Another advantage of this construction is obtained if the height of the
bridge of the crimp of a wall part, a supporting plate, or a corner plate,
conforms to the height of the legs of the given crimp projected onto the
plane, taking into account the thickness of the metal sheet. In this case,
it is possible, for example, to arrange two wall parts disposed at right
angles relative to each other displaced against each other by exactly the
height of the bridge of a crimp. In this way, pockets are formed where the
crimps of the wall parts merge into the associated crimps of the support
plates and corner plates. Said pockets are filled with concrete as well,
which results in a support effect that increases the load absorption in
the vertical direction.
An additional advantage is that only one type of support and corner plate
is needed, i.e., no right and left support plates, which would be required
if the wall parts disposed in one plane opposite the other wall parts were
not disposed alternately to each other in height, namely exactly by the
height of the bridge of a crimp.
With this design of a silo container it is also beneficial that the length
of the wall parts need not be limited, aside from transportation
requirements. The embodiment or design of the support plates permits
joining of the wall parts at any desired point without requiring any break
in the wall parts, as found, for example, with support elements in the
form of square supports.
According to a special embodiment, the wall elements arranged one above the
other form of a positive or form-locked connection. For producing such a
form-locked connection, each wall element has claws or table on one
horizontal edge, and matching openings on the other, opposite edge, such
openings being roof-shaped, i.e., they are closed both on top and on both
sides. Such roof-like design of the openings results in a tight connection
between two wall elements.
According to a particularly advantageous embodiment, the wall element
having the openings overlaps the wall elements with the claws beyond the
zone of the edge of the crimps, so that a form-locked connection is
produced between the individual wall elements in the vertical direction as
well. In this way, due to the form-locked connection between the
individual wall elements, such a wall part is capable of discharging
vertical loads across the entire height.
Other objects and features of the present invention will become apparent
from the following detailed description considered in connection with the
accompanying drawings. It is to be understood, however, that the drawings
are designed as an illustration only and not as a definition of the limits
of the invention.
In the drawings, wherein similar reference characters denote similar
elements throughout the several views:
FIG. 1 is a top plan view of a silo container according to the present
invention consisting of a plurality of chambers or compartments;
FIG. 2 is a perspective view of detail A of FIG. 1 shown as a cutout;
FIG. 3 is a perspective view of detail B of FIG. 1 shown as a cutout;
FIG. 4 is a front view of detail C of FIG. 2;
FIG. 5 is a cross-sectional view taken along line V--V of FIG. 4;
FIG. 6 is a cross-sectional view of a crimp;
FIG. 7 is a view similar to that of FIG. 4 of another type of connection of
two wall elements; and
FIG. 8 is a cross-sectional view taken along line VIII--VIII of FIG. 7.;
Now turning to the drawings, there is shown in FIG. 1 a silo container
denoted by reference numeral 1 consisting of a plurality of compartments
or chambers 2, which are separated from each other. The individual
chambers, including the container itself, are formed by wall parts 3,
wherein the outer wall parts are through-extending. Such a container
consisting of a plurality of chambers has joints in angular form, e.g.

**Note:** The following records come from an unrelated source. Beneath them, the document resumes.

//! `relay watch` - 라이브 피드 관찰.

use std::time::Duration;

use tokio::time::interval;
use tracing::{error, info};

use relay_core::{init_logging, AppConfig, LogConfig, LogFormat};
use relay_stream::{attach, shared_aggregator, SharedAggregator};
use relay_transport::TransportClient;

/// 피드에 연결하고 파생 뷰 요약을 주기적으로 로그로 출력합니다.
///
/// Ctrl-C가 들어오면 연결을 명시적으로 종료하고 반환합니다.
pub async fn run_watch(config: AppConfig, refresh_secs: u64) -> anyhow::Result<()> {
    let format: LogFormat = config.logging.format.parse().unwrap_or_default();
    if let Err(e) = init_logging(LogConfig::new(&config.logging.level).with_format(format)) {
        eprintln!("Failed to initialize logging: {}", e);
    }

    let client = TransportClient::new(config.feed.clone());
    let aggregator = shared_aggregator(config.dashboard.clone());
    let _sub = attach(&client, aggregator.clone());

    client.connect();
    info!(url = %config.feed.ws_url, "Watching feed");

    let mut tick = interval(Duration::from_secs(refresh_secs.max(1)));
    let ctrl_c = tokio::signal::ctrl_c();
    tokio::pin!(ctrl_c);

    loop {
        tokio::select! {
            _ = tick.tick() => {
                log_summary(&aggregator);
            }
            result = &mut ctrl_c => {
                if let Err(e) = result {
                    error!("Signal listener failed: {}", e);
                }
                info!("Shutting down");
                client.disconnect();
                break;
            }
        }
    }

    Ok(())
}

/// 현재 파생 뷰 요약을 한 번 출력합니다.
fn log_summary(aggregator: &SharedAggregator) {
    let agg = match aggregator.read() {
        Ok(guard) => guard,
        Err(poisoned) => {
            error!("StreamAggregator RwLock poisoned (read), recovering");
            poisoned.into_inner()
        }
    };

    if !agg.is_connected() {
        info!("Waiting for first snapshot");
        return;
    }

    let totals = agg.totals();
    info!(
        proxies = totals.proxy_count,
        online = totals.online_count,
        in_rate = totals.in_rate,
        out_rate = totals.out_rate,
        groups = agg.owner_groups().len(),
        "Traffic summary"
    );

    for entry in agg.top_proxies() {
        info!(
            proxy_id = entry.proxy_id,
            name = %entry.proxy_name,
            combined_rate = entry.combined_rate,
            "Top proxy"
        );
    }
}
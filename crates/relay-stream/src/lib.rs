//! # Relay Stream
//!
//! 텔레메트리 피드의 스냅샷을 소비해 대시보드 파생 뷰를 유지합니다.
//!
//! 이 크레이트는 다음을 제공합니다:
//! - [`StreamAggregator`] - 스냅샷 ingest와 파생 뷰 상태
//! - 파생 뷰 빌더 (합계, 소유 클라이언트별 그룹, 상위 랭킹)
//! - [`attach`] - TransportClient의 `traffic_update` 구독 글루
//!
//! 각 ingest는 이전 스냅샷을 통째로 교체하며, 모든 파생 뷰를 하나의
//! 동기 패스에서 다시 계산합니다. 소비자는 부분적으로 갱신된 뷰를
//! 관측할 수 없습니다.

pub mod aggregator;
pub mod attach;
pub mod views;

pub use aggregator::{SharedAggregator, StreamAggregator};
pub use attach::{attach, shared_aggregator};
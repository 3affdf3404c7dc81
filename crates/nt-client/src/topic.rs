//! Regular (exact-name) topic state machine (§4.4).

use crate::inflight::{InFlightError, InFlightMap};
use crate::messenger::{Messenger, MessengerError};
use nt_protocol::{
    AnnounceParams, PropertiesAckParams, PropertiesUpdate, PublishParams, SetPropertiesParams,
    SubscribeOptions, SubscribeParams, TopicProperties, TypeInfo, Value,
};
use std::collections::HashMap;
use std::sync::atomic::{AtomicBool, Ordering};
use std::sync::{Arc, Mutex};

#[derive(Debug, thiserror::Error)]
pub enum TopicError {
    #[error("setValue/unpublish called while not a publisher of this topic")]
    NotPublisher,
    #[error("topic already registered with a different type")]
    TypeMismatch,
    #[error(transparent)]
    Messenger(#[from] MessengerError),
    #[error("operation rejected: client is cleaning up")]
    CleaningUp,
}

impl From<InFlightError> for TopicError {
    fn from(_: InFlightError) -> Self {
        TopicError::CleaningUp
    }
}

pub type SubscriberCallback = Arc<dyn Fn(&Value, &AnnounceParams) + Send + Sync>;

struct Subscriber {
    callback: SubscriberCallback,
    options: SubscribeOptions,
}

#[derive(Debug, Clone, Copy, PartialEq, Eq)]
enum PublisherState {
    Inactive,
    PublishPending { pubuid: i64 },
    Publisher { pubuid: i64 },
}

struct State {
    value: Option<Value>,
    last_changed: u64,
    id: Option<i64>,
    last_announce: Option<AnnounceParams>,
    publisher: PublisherState,
    desired_properties: TopicProperties,
    pending_outbound: Option<Value>,
    subscribers: HashMap<i64, Subscriber>,
}

/// A named, typed topic. Cheap to clone (an `Arc` handle over shared state).
pub struct Topic {
    name: String,
    type_info: TypeInfo,
    messenger: Arc<Messenger>,
    cleaning_up: Arc<AtomicBool>,
    state: Mutex<State>,
    publish_inflight: InFlightMap<Result<AnnounceParams, MessengerError>>,
}

impl Topic {
    pub(crate) fn new(
        name: String,
        type_info: TypeInfo,
        default: Option<Value>,
        messenger: Arc<Messenger>,
        cleaning_up: Arc<AtomicBool>,
    ) -> Arc<Topic> {
        Arc::new(Topic {
            name,
            type_info,
            messenger,
            cleaning_up,
            state: Mutex::new(State {
                value: default,
                last_changed: 0,
                id: None,
                last_announce: None,
                publisher: PublisherState::Inactive,
                desired_properties: TopicProperties::default(),
                pending_outbound: None,
                subscribers: HashMap::new(),
            }),
            publish_inflight: InFlightMap::new(),
        })
    }

    pub fn name(&self) -> &str {
        &self.name
    }

    pub fn type_info(&self) -> &TypeInfo {
        &self.type_info
    }

    pub fn id(&self) -> Option<i64> {
        self.state.lock().unwrap().id
    }

    pub fn is_publisher(&self) -> bool {
        matches!(
            self.state.lock().unwrap().publisher,
            PublisherState::Publisher { .. }
        )
    }

    pub fn get_value(&self) -> Option<Value> {
        self.state.lock().unwrap().value.clone()
    }

    pub fn last_changed_time(&self) -> u64 {
        self.state.lock().unwrap().last_changed
    }

    /// Build the announce params passed to subscriber callbacks when a topic
    /// hasn't been announced yet: id -1, our own name and registered type.
    fn pre_announce_sentinel(&self) -> AnnounceParams {
        AnnounceParams {
            name: self.name.clone(),
            id: -1,
            type_name: self.type_info.name.clone(),
            properties: TopicProperties::default(),
            pubuid: None,
        }
    }

    fn notify(state: &State, name: &str, sentinel: &AnnounceParams, value: &Value) {
        let params = state.last_announce.as_ref().unwrap_or(sentinel);
        for subscriber in state.subscribers.values() {
            if subscriber.options.is_topics_only() {
                continue;
            }
            let callback = subscriber.callback.clone();
            let value = value.clone();
            let params = params.clone();
            let outcome = std::panic::catch_unwind(std::panic::AssertUnwindSafe(|| {
                callback(&value, &params);
            }));
            if outcome.is_err() {
                tracing::warn!(topic = %name, "subscriber callback panicked, isolating");
            }
        }
    }

    /// Outbound: requires Publisher state. Stores locally, notifies
    /// subscribers, and forwards to the server if a topic id is already
    /// known; otherwise queues the latest value for the flush on announce.
    pub fn set_value(&self, value: Value) -> Result<i64, TopicError> {
        let sentinel = self.pre_announce_sentinel();
        let mut state = self.state.lock().unwrap();
        let pubuid = match state.publisher {
            PublisherState::Publisher { pubuid } => pubuid,
            _ => return Err(TopicError::NotPublisher),
        };

        state.value = Some(value.clone());
        Self::notify(&state, &self.name, &sentinel, &value);

        let timestamp = match state.id {
            Some(id) => {
                let ts = self.messenger.send_value(id, &value, &self.type_info);
                if ts >= 0 {
                    state.last_changed = ts as u64;
                }
                ts
            }
            None => {
                state.pending_outbound = Some(value);
                -1
            }
        };
        let _ = pubuid;
        Ok(timestamp)
    }

    /// Inbound: store, bump last-changed, notify subscribers.
    pub fn update_value(&self, value: Value, server_time: u64) {
        let sentinel = self.pre_announce_sentinel();
        let mut state = self.state.lock().unwrap();
        state.value = Some(value.clone());
        state.last_changed = server_time;
        Self::notify(&state, &self.name, &sentinel, &value);
    }

    /// Mark Announced(id); if it matches our pending pubuid, transition to
    /// Publisher and flush any value queued before the id arrived.
    pub(crate) fn announce(&self, params: AnnounceParams) {
        let mut state = self.state.lock().unwrap();
        state.id = Some(params.id);
        if let PublisherState::PublishPending { pubuid } = state.publisher {
            if params.pubuid == Some(pubuid) {
                state.publisher = PublisherState::Publisher { pubuid };
            }
        }
        state.last_announce = Some(params.clone());

        if let Some(value) = state.pending_outbound.take() {
            let ts = self.messenger.send_value(params.id, &value, &self.type_info);
            if ts >= 0 {
                state.last_changed = ts as u64;
            }
        }
    }

    pub(crate) fn unannounce(&self) {
        let mut state = self.state.lock().unwrap();
        state.id = None;
        state.last_announce = None;
    }

    /// Register a value subscription. When `id` is `Some`, this overwrites
    /// the local callback entry without re-issuing a `subscribe` to the
    /// server (the server already knows this subuid).
    pub fn subscribe(
        &self,
        callback: SubscriberCallback,
        options: SubscribeOptions,
        id: Option<i64>,
        save: bool,
    ) -> i64 {
        let subuid = id.unwrap_or_else(|| self.messenger.next_subuid());
        if id.is_none() {
            let params = SubscribeParams {
                topics: vec![self.name.clone()],
                subuid,
                options: options.clone(),
            };
            self.messenger.subscribe(params, false);
        }
        if save {
            self.state
                .lock()
                .unwrap()
                .subscribers
                .insert(subuid, Subscriber { callback, options });
        }
        subuid
    }

    pub fn unsubscribe(&self, subuid: i64, remove_callback: bool) {
        self.messenger.unsubscribe(subuid);
        if remove_callback {
            self.state.lock().unwrap().subscribers.remove(&subuid);
        }
    }

    /// Unsubscribe every currently recorded subscriber, used by `cleanup`.
    pub fn unsubscribe_all(&self) {
        let subuids: Vec<i64> = self.state.lock().unwrap().subscribers.keys().copied().collect();
        for subuid in subuids {
            self.unsubscribe(subuid, true);
        }
    }

    /// Publish this topic with `properties`, optionally reusing a specific
    /// pubuid (used by `republish`). Deduplicated per-topic so concurrent
    /// callers share one in-flight request.
    pub async fn publish(
        &self,
        properties: TopicProperties,
        id: Option<i64>,
    ) -> Result<AnnounceParams, TopicError> {
        if self.cleaning_up.load(Ordering::SeqCst) {
            return Err(TopicError::CleaningUp);
        }
        {
            let state = self.state.lock().unwrap();
            if let PublisherState::Publisher { .. } = state.publisher {
                if let Some(announce) = state.last_announce.clone() {
                    return Ok(announce);
                }
            }
        }

        let key = format!("publish:{}", self.name);
        let pubuid = id.unwrap_or_else(|| self.messenger.next_pubuid());
        {
            let mut state = self.state.lock().unwrap();
            state.publisher = PublisherState::PublishPending { pubuid };
            state.desired_properties = properties.clone();
        }

        let messenger = self.messenger.clone();
        let name = self.name.clone();
        let type_name = self.type_info.name.clone();
        let result = self
            .publish_inflight
            .get_or_create(&key, move || async move {
                messenger
                    .publish(
                        PublishParams {
                            name,
                            pubuid,
                            type_name,
                            properties,
                        },
                        false,
                    )
                    .await
            })
            .await?;
        Ok(result?)
    }

    pub fn unpublish(&self) -> Result<(), TopicError> {
        let pubuid = match self.state.lock().unwrap().publisher {
            PublisherState::Publisher { pubuid } | PublisherState::PublishPending { pubuid } => {
                pubuid
            }
            PublisherState::Inactive => return Err(TopicError::NotPublisher),
        };
        self.messenger.unpublish(pubuid);
        self.state.lock().unwrap().publisher = PublisherState::Inactive;
        Ok(())
    }

    /// Used on `reinstantiate`: clear publisher state and re-run publish
    /// with the previously stored properties and pubuid.
    pub async fn republish(&self) -> Result<AnnounceParams, TopicError> {
        let (properties, pubuid) = {
            let mut state = self.state.lock().unwrap();
            let pubuid = match state.publisher {
                PublisherState::Publisher { pubuid } | PublisherState::PublishPending { pubuid } => {
                    Some(pubuid)
                }
                PublisherState::Inactive => None,
            };
            state.publisher = PublisherState::Inactive;
            (state.desired_properties.clone(), pubuid)
        };
        self.publish(properties, pubuid).await
    }

    /// Re-send `subscribe` for every currently recorded subscriber, used on
    /// `reinstantiate`.
    pub fn resubscribe_all(&self) {
        let entries: Vec<(i64, SubscribeOptions)> = self
            .state
            .lock()
            .unwrap()
            .subscribers
            .iter()
            .map(|(subuid, sub)| (*subuid, sub.options.clone()))
            .collect();
        for (subuid, options) in entries {
            self.messenger.subscribe(
                SubscribeParams {
                    topics: vec![self.name.clone()],
                    subuid,
                    options,
                },
                true,
            );
        }
    }

    pub async fn set_properties(
        &self,
        persistent: Option<bool>,
        retained: Option<bool>,
    ) -> Result<PropertiesAckParams, MessengerError> {
        self.messenger
            .set_properties(SetPropertiesParams {
                name: self.name.clone(),
                update: PropertiesUpdate {
                    persistent,
                    retained,
                },
            })
            .await
    }
}

#[cfg(test)]
mod tests {
    use super::*;
    use crate::config::ClientConfig;
    use crate::socket::Socket;
    use std::sync::atomic::AtomicUsize;

    fn test_topic(name: &str, type_info: TypeInfo) -> Arc<Topic> {
        let config = ClientConfig::with_exact_url("ws://127.0.0.1:1/nt/x");
        let socket = Socket::connect(config.clone());
        let (messenger, _rx) = Messenger::new(socket, &config);
        Topic::new(
            name.to_owned(),
            type_info,
            None,
            messenger,
            Arc::new(AtomicBool::new(false)),
        )
    }

    #[test]
    fn set_value_without_publisher_fails() {
        let topic = test_topic("/t", TypeInfo::double());
        let err = topic.set_value(Value::Double(1.0)).unwrap_err();
        assert!(matches!(err, TopicError::NotPublisher));
    }

    #[test]
    fn set_value_before_announce_queues_latest_only() {
        let topic = test_topic("/t", TypeInfo::double());
        topic.state.lock().unwrap().publisher = PublisherState::Publisher { pubuid: 0 };
        assert_eq!(topic.set_value(Value::Double(1.0)).unwrap(), -1);
        assert_eq!(topic.set_value(Value::Double(2.0)).unwrap(), -1);
        assert_eq!(
            topic.state.lock().unwrap().pending_outbound,
            Some(Value::Double(2.0))
        );
    }

    #[test]
    fn subscriber_callbacks_are_isolated_from_one_another() {
        let topic = test_topic("/t", TypeInfo::double());
        let calls = Arc::new(AtomicUsize::new(0));
        let calls2 = calls.clone();
        topic.subscribe(
            Arc::new(|_v, _p| panic!("boom")),
            SubscribeOptions::default(),
            Some(1),
            true,
        );
        topic.subscribe(
            Arc::new(move |_v, _p| {
                calls2.fetch_add(1, Ordering::SeqCst);
            }),
            SubscribeOptions::default(),
            Some(2),
            true,
        );
        topic.update_value(Value::Double(3.0), 100);
        assert_eq!(calls.load(Ordering::SeqCst), 1);
    }

    #[test]
    fn pre_announce_notifications_carry_sentinel_id_negative_one() {
        let topic = test_topic("/t", TypeInfo::double());
        let seen = Arc::new(Mutex::new(None));
        let seen2 = seen.clone();
        topic.subscribe(
            Arc::new(move |_v, p| *seen2.lock().unwrap() = Some(p.id)),
            SubscribeOptions::default(),
            Some(7),
            true,
        );
        topic.update_value(Value::Double(1.0), 5);
        assert_eq!(*seen.lock().unwrap(), Some(-1));
    }
}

corner points and intersection points.
Such an intersection point is shown in perspective in FIG. 2. The
individual wall parts 3 of this embodiment are connected with each other
by four diagonally arranged metal support plates 4 having a trapezoidal
cross-section. Wall parts 3 consist of individual wall elements 5 arranged
one above the other, each of which having horizontal crimps 6 of
trapezoidal shape. Legs 4a of support plates 4 are shaped to match the
form of crimps 6 of wall elements 5. Thus, legs 4a include crimps 4e
arranged one above the other, permitting legs 4a of the metal support
plates to engage wall parts 3 in a form-locked way. This form-locked
connection between metal support plates 4 and wall parts 3 makes it
possible to discharge via support plates 4 the vertical forces acting on
wall parts 3. The individual support plates themselves are connected with
wall parts 3 by means of screws 10.
By diagonally arranging individual support plates 4 between two wall parts
3 in each case, a hollow space 9 is formed within the zone of the joint or
juncture of the wall parts, which space can be filled with concrete.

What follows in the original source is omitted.